What is expected
Print every record exactly, with nothing added or left out.

Data excerpts
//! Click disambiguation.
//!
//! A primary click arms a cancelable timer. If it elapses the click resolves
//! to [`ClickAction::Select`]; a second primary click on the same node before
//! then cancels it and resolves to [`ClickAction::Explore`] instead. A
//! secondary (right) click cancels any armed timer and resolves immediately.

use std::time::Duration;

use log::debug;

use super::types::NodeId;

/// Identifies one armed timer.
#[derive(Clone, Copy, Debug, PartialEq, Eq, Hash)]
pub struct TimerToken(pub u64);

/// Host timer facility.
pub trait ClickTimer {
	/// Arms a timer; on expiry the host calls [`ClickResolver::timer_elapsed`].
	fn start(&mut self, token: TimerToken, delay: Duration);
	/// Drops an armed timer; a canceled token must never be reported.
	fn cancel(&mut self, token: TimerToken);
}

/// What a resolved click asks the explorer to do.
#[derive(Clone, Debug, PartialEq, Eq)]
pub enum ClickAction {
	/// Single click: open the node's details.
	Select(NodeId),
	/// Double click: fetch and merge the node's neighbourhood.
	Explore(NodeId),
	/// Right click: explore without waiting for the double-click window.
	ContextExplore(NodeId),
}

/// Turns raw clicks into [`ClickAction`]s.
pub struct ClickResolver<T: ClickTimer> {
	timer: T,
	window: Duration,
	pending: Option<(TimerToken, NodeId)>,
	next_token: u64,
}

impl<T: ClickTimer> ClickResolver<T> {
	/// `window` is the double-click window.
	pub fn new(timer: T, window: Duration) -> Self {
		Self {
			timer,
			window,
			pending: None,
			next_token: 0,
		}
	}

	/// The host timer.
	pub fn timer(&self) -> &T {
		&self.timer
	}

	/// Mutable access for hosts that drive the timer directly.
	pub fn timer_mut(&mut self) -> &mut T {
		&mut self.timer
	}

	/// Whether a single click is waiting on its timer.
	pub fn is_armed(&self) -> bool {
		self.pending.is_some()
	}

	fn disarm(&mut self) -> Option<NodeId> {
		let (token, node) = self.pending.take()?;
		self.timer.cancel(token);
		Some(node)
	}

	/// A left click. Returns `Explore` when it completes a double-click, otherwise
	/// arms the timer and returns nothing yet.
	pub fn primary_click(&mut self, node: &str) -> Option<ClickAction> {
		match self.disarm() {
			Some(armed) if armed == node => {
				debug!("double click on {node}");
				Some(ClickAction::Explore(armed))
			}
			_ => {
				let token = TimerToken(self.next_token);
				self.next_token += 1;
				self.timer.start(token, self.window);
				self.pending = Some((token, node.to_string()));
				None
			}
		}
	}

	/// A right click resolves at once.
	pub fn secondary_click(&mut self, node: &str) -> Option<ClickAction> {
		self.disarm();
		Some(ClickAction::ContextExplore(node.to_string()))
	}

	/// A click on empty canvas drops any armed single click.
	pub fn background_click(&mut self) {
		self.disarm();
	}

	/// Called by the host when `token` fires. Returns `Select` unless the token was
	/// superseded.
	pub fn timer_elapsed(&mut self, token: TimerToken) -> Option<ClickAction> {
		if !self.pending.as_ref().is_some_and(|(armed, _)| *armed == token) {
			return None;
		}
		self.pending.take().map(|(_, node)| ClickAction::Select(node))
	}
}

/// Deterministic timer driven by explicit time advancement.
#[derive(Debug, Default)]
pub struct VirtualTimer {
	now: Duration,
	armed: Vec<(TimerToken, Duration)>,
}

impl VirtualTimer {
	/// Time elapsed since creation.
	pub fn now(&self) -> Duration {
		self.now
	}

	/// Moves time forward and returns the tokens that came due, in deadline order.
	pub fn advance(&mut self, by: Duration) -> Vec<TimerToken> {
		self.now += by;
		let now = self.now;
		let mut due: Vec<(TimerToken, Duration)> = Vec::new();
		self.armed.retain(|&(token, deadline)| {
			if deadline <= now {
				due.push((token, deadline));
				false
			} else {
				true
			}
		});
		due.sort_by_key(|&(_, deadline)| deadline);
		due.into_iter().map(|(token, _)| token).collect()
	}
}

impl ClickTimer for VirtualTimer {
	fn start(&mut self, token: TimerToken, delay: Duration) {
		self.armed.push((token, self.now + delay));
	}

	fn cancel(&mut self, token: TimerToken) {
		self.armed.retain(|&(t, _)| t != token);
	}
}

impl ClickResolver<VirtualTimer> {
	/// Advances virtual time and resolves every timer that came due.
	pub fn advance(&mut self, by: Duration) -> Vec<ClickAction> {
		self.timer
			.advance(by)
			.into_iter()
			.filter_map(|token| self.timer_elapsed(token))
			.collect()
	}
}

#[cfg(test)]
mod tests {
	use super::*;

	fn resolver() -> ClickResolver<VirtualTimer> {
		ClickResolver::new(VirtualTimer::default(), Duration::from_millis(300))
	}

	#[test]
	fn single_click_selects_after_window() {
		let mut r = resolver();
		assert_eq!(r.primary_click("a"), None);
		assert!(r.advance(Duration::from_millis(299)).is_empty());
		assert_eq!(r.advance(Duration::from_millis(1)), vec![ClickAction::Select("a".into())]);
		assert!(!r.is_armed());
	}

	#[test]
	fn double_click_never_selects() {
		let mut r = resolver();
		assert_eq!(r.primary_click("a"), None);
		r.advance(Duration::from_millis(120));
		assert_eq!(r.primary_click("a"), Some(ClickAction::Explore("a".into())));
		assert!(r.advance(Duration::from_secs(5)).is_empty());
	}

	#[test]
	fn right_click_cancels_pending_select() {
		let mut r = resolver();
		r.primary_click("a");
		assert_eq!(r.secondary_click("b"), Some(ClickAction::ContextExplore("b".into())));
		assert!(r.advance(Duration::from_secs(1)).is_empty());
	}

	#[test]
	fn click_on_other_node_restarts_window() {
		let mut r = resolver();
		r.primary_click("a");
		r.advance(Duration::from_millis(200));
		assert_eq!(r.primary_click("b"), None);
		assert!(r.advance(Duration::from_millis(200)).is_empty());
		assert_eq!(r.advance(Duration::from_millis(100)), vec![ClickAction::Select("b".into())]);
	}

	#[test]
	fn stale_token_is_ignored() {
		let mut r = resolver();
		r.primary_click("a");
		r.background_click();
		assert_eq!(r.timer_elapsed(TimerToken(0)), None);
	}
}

Written response
//! Click disambiguation.
//!
//! A primary click arms a cancelable timer. If it elapses the click resolves
//! to [`ClickAction::Select`]; a second primary click on the same node before
//! then cancels it and resolves to [`ClickAction::Explore`] instead. A
//! secondary (right) click cancels any armed timer and resolves immediately.

use std::time::Duration;

use log::debug;

use super::types::NodeId;

/// Identifies one armed timer.
#[derive(Clone, Copy, Debug, PartialEq, Eq, Hash)]
pub struct TimerToken(pub u64);

/// Host timer facility.
pub trait ClickTimer {
	/// Arms a timer; on expiry the host calls [`ClickResolver::timer_elapsed`].
	fn start(&mut self, token: TimerToken, delay: Duration);
	/// Drops an armed timer; a canceled token must never be reported.
	fn cancel(&mut self, token: TimerToken);
}

/// What a resolved click asks the explorer to do.
#[derive(Clone, Debug, PartialEq, Eq)]
pub enum ClickAction {
	/// Single click: open the node's details.
	Select(NodeId),
	/// Double click: fetch and merge the node's neighbourhood.
	Explore(NodeId),
	/// Right click: explore without waiting for the double-click window.
	ContextExplore(NodeId),
}

/// Turns raw clicks into [`ClickAction`]s.
pub struct ClickResolver<T: ClickTimer> {
	timer: T,
	window: Duration,
	pending: Option<(TimerToken, NodeId)>,
	next_token: u64,
}

impl<T: ClickTimer> ClickResolver<T> {
	/// `window` is the double-click window.
	pub fn new(timer: T, window: Duration) -> Self {
		Self {
			timer,
			window,
			pending: None,
			next_token: 0,
		}
	}

	/// The host timer.
	pub fn timer(&self) -> &T {
		&self.timer
	}

	/// Mutable access for hosts that drive the timer directly.
	pub fn timer_mut(&mut self) -> &mut T {
		&mut self.timer
	}

	/// Whether a single click is waiting on its timer.
	pub fn is_armed(&self) -> bool {
		self.pending.is_some()
	}

	fn disarm(&mut self) -> Option<NodeId> {
		let (token, node) = self.pending.take()?;
		self.timer.cancel(token);
		Some(node)
	}

	/// A left click. Returns `Explore` when it completes a double-click, otherwise
	/// arms the timer and returns nothing yet.
	pub fn primary_click(&mut self, node: &str) -> Option<ClickAction> {
		match self.disarm() {
			Some(armed) if armed == node => {
				debug!("double click on {node}");
				Some(ClickAction::Explore(armed))
			}
			_ => {
				let token = TimerToken(self.next_token);
				self.next_token += 1;
				self.timer.start(token, self.window);
				self.pending = Some((token, node.to_string()));
				None
			}
		}
	}

	/// A right click resolves at once.
	pub fn secondary_click(&mut self, node: &str) -> Option<ClickAction> {
		self.disarm();
		Some(ClickAction::ContextExplore(node.to_string()))
	}

	/// A click on empty canvas drops any armed single click.
	pub fn background_click(&mut self) {
		self.disarm();
	}

	/// Called by the host when `token` fires. Returns `Select` unless the token was
	/// superseded.
	pub fn timer_elapsed(&mut self, token: TimerToken) -> Option<ClickAction> {
		if !self.pending.as_ref().is_some_and(|(armed, _)| *armed == token) {
			return None;
		}
		self.pending.take().map(|(_, node)| ClickAction::Select(node))
	}
}

/// Deterministic timer driven by explicit time advancement.
#[derive(Debug, Default)]
pub struct VirtualTimer {
	now: Duration,
	armed: Vec<(TimerToken, Duration)>,
}

impl VirtualTimer {
	/// Time elapsed since creation.
	pub fn now(&self) -> Duration {
		self.now
	}

	/// Moves time forward and returns the tokens that came due, in deadline order.
	pub fn advance(&mut self, by: Duration) -> Vec<TimerToken> {
		self.now += by;
		let now = self.now;
		let mut due: Vec<(TimerToken, Duration)> = Vec::new();
		self.armed.retain(|&(token, deadline)| {
			if deadline <= now {
				due.push((token, deadline));
				false
			} else {
				true
			}
		});
		due.sort_by_key(|&(_, deadline)| deadline);
		due.into_iter().map(|(token, _)| token).collect()
	}
}

impl ClickTimer for VirtualTimer {
	fn start(&mut self, token: TimerToken, delay: Duration) {
		self.armed.push((token, self.now + delay));
	}

	fn cancel(&mut self, token: TimerToken) {
		self.armed.retain(|&(t, _)| t != token);
	}
}

impl ClickResolver<VirtualTimer> {
	/// Advances virtual time and resolves every timer that came due.
	pub fn advance(&mut self, by: Duration) -> Vec<ClickAction> {
		self.timer
			.advance(by)
			.into_iter()
			.filter_map(|token| self.timer_elapsed(token))
			.collect()
	}
}

#[cfg(test)]
mod tests {
	use super::*;

	fn resolver() -> ClickResolver<VirtualTimer> {
		ClickResolver::new(VirtualTimer::default(), Duration::from_millis(300))
	}

	#[test]
	fn single_click_selects_after_window() {
		let mut r = resolver();
		assert_eq!(r.primary_click("a"), None);
		assert!(r.advance(Duration::from_millis(299)).is_empty());
		assert_eq!(r.advance(Duration::from_millis(1)), vec![ClickAction::Select("a".into())]);
		assert!(!r.is_armed());
	}

	#[test]
	fn double_click_never_selects() {
		let mut r = resolver();
		assert_eq!(r.primary_click("a"), None);
		r.advance(Duration::from_millis(120));
		assert_eq!(r.primary_click("a"), Some(ClickAction::Explore("a".into())));
		assert!(r.advance(Duration::from_secs(5)).is_empty());
	}

	#[test]
	fn right_click_cancels_pending_select() {
		let mut r = resolver();
		r.primary_click("a");
		assert_eq!(r.secondary_click("b"), Some(ClickAction::ContextExplore("b".into())));
		assert!(r.advance(Duration::from_secs(1)).is_empty());
	}

	#[test]
	fn click_on_other_node_restarts_window() {
		let mut r = resolver();
		r.primary_click("a");
		r.advance(Duration::from_millis(200));
		assert_eq!(r.primary_click("b"), None);
		assert!(r.advance(Duration::from_millis(200)).is_empty());
		assert_eq!(r.advance(Duration::from_millis(100)), vec![ClickAction::Select("b".into())]);
	}

	#[test]
	fn stale_token_is_ignored() {
		let mut r = resolver();
		r.primary_click("a");
		r.background_click();
		assert_eq!(r.timer_elapsed(TimerToken(0)), None);
	}
}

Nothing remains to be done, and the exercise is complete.